Les sacrifices de Christine, l’amitié indéfectible de Sandoz, le soutien de ses camarades, rien ne sauvera l’Œuvre toujours inachevée. 

Et, bien sûr cela se terminera très mal!

 

Le Café sans Nom – Robert Seethaler -Sabine Wespeiser Ed.

FEUILLES ALLEMANDES 2023

Novembre, retour des feuilles allemandes et c’est avec grand plaisir que j’ai suivi la lecture commune avec Aifelle, Keisha, Eva, et d’autres….

C’est un véritable coup de cœur que ce court roman (246 p).

Vienne, 1966, Simon ouvre son café au coin du marché, sans nom, sans prétention, ce n’est pas un café littéraire ou mondain, de ceux qui sont une institution de Vienne comme ceux que Claudio Magris décrit dans Danube – Café Central -ou le Café Gluck du Bouquiniste Mendel de Zweig. 

Pas de journaux du jours emmanchés sur une baguette de bois, ni de Sachertorte. Seulement de la bière, du vin, du sirop de framboise, des tartines de saindoux et des cornichons. C’est un café populaire que fréquentent les habitués, marchands et clients du marché, ouvrières en route vers l’usine, dames d’un certain âge…

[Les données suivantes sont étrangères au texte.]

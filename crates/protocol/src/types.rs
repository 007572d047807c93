//! Core identity and notification types

use serde::{Deserialize, Serialize};

/// Authorization role attached to an identity
#[derive(Debug, Clone, Copy, PartialEq, Eq, Hash, Serialize, Deserialize)]
#[serde(rename_all = "snake_case")]
pub enum Role {
    Admin,
    Employee,
    Intern,
}

impl Role {
    /// Whether this role may approve or reject pending conversations
    pub fn can_review(self) -> bool {
        matches!(self, Role::Admin | Role::Employee)
    }

    pub fn as_str(self) -> &'static str {
        match self {
            Role::Admin => "admin",
            Role::Employee => "employee",
            Role::Intern => "intern",
        }
    }
}

impl std::str::FromStr for Role {
    type Err = String;

    fn from_str(s: &str) -> Result<Self, Self::Err> {
        match s.trim().to_ascii_lowercase().as_str() {
            "admin" => Ok(Role::Admin),
            "employee" => Ok(Role::Employee),
            "intern" => Ok(Role::Intern),
            other => Err(format!("unknown role: {other}")),
        }
    }
}

/// The resolved (user, role, display name) tuple for the current session.
///
/// `role` is only ever `Some` when the backend returned at least one role
/// row for `user_id`. An identity without a role is not authorized for any
/// role-gated view, even when `session_present` is true.
#[derive(Debug, Clone, Default, PartialEq, Eq, Serialize, Deserialize)]
pub struct Identity {
    pub session_present: bool,
    pub user_id: Option<String>,
    pub role: Option<Role>,
    pub display_name: String,
}

impl Identity {
    /// The signed-out identity
    pub fn empty() -> Self {
        Self::default()
    }

    pub fn is_empty(&self) -> bool {
        self == &Self::empty()
    }

    /// True when the identity carries both a session and a role
    pub fn is_authorized(&self) -> bool {
        self.session_present && self.user_id.is_some() && self.role.is_some()
    }

    pub fn has_role(&self, role: Role) -> bool {
        self.role == Some(role)
    }
}

/// An authenticated backend session
#[derive(Debug, Clone, PartialEq, Eq, Serialize, Deserialize)]
pub struct Session {
    pub user_id: String,
    #[serde(default, skip_serializing_if = "Option::is_none")]
    pub email: Option<String>,
    #[serde(default, skip_serializing_if = "Option::is_none")]
    pub access_token: Option<String>,
}

impl Session {
    pub fn new(user_id: impl Into<String>) -> Self {
        Self {
            user_id: user_id.into(),
            email: None,
            access_token: None,
        }
    }

    pub fn with_email(mut self, email: impl Into<String>) -> Self {
        self.email = Some(email.into());
        self
    }
}

/// What caused a session change notification
#[derive(Debug, Clone, Copy, PartialEq, Eq, Serialize, Deserialize)]
#[serde(rename_all = "snake_case")]
pub enum SessionChangeKind {
    InitialSession,
    SignedIn,
    SignedOut,
    TokenRefreshed,
    UserUpdated,
}

/// A pushed session change (login, logout, token refresh, ...)
#[derive(Debug, Clone, PartialEq, Eq, Serialize, Deserialize)]
pub struct SessionChange {
    pub kind: SessionChangeKind,
    pub session: Option<Session>,
}

impl SessionChange {
    pub fn signed_in(session: Session) -> Self {
        Self {
            kind: SessionChangeKind::SignedIn,
            session: Some(session),
        }
    }

    pub fn signed_out() -> Self {
        Self {
            kind: SessionChangeKind::SignedOut,
            session: None,
        }
    }

    pub fn token_refreshed(session: Session) -> Self {
        Self {
            kind: SessionChangeKind::TokenRefreshed,
            session: Some(session),
        }
    }
}

/// One authorization role row
#[derive(Debug, Clone, PartialEq, Eq, Serialize, Deserialize)]
pub struct RoleRow {
    pub role: Role,
}

/// Profile row; only the display name is read
#[derive(Debug, Clone, Default, PartialEq, Eq, Serialize, Deserialize)]
pub struct ProfileRow {
    #[serde(default, alias = "full_name")]
    pub display_name: Option<String>,
}

/// A server-pushed notification for one identity
#[derive(Debug, Clone, PartialEq, Eq, Serialize, Deserialize)]
pub struct InboundEvent {
    pub id: String,
    pub title: String,
    #[serde(alias = "message")]
    pub body: String,
    #[serde(alias = "type")]
    pub kind: String,
    #[serde(alias = "user_id")]
    pub owner_id: String,
    #[serde(default)]
    pub read: bool,
    pub created_at: String,
}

« Il s’agit de mon café au marché des Carmélites. Je dis que c’est un café, bien que personne à part moi ne l’appelle comme ça. Et je dis que c’est le mien, bien que sur le papier il ne m’ait jamais appartenu. Il y a dix ans c’était un trou poussiéreux, maintenant, tous les soirs sauf le mardi, il y vient des gens qui veulent oublier au moins quelques heures tout ce bazar autour d’eux. Il y fait chaud, l’hiver les fenêtres ferment bien, on peut boire quelque chose et surtout on peut parler quand on en a besoin et se taire quand on en a envie. Le monde tourne toujours plus vite, et parmi ceux dont la vie ne pèse pas assez lourd, il y en a parfois qui sont laissés sur le bord de la route. Alors n’est-ce pas une bonne chose qu’il y ait un endroit auquel se raccrocher ? Maintenant vous allez peut-être vous dire : ils n’ont qu’à aller ailleurs, ces pauvres bougres, le changement ça fait mal, rien n’est éternel, etc. Et bien sûr vous avez raison. Mais je connais des gens pour qui le bout de la rue, c’est déjà trop loin.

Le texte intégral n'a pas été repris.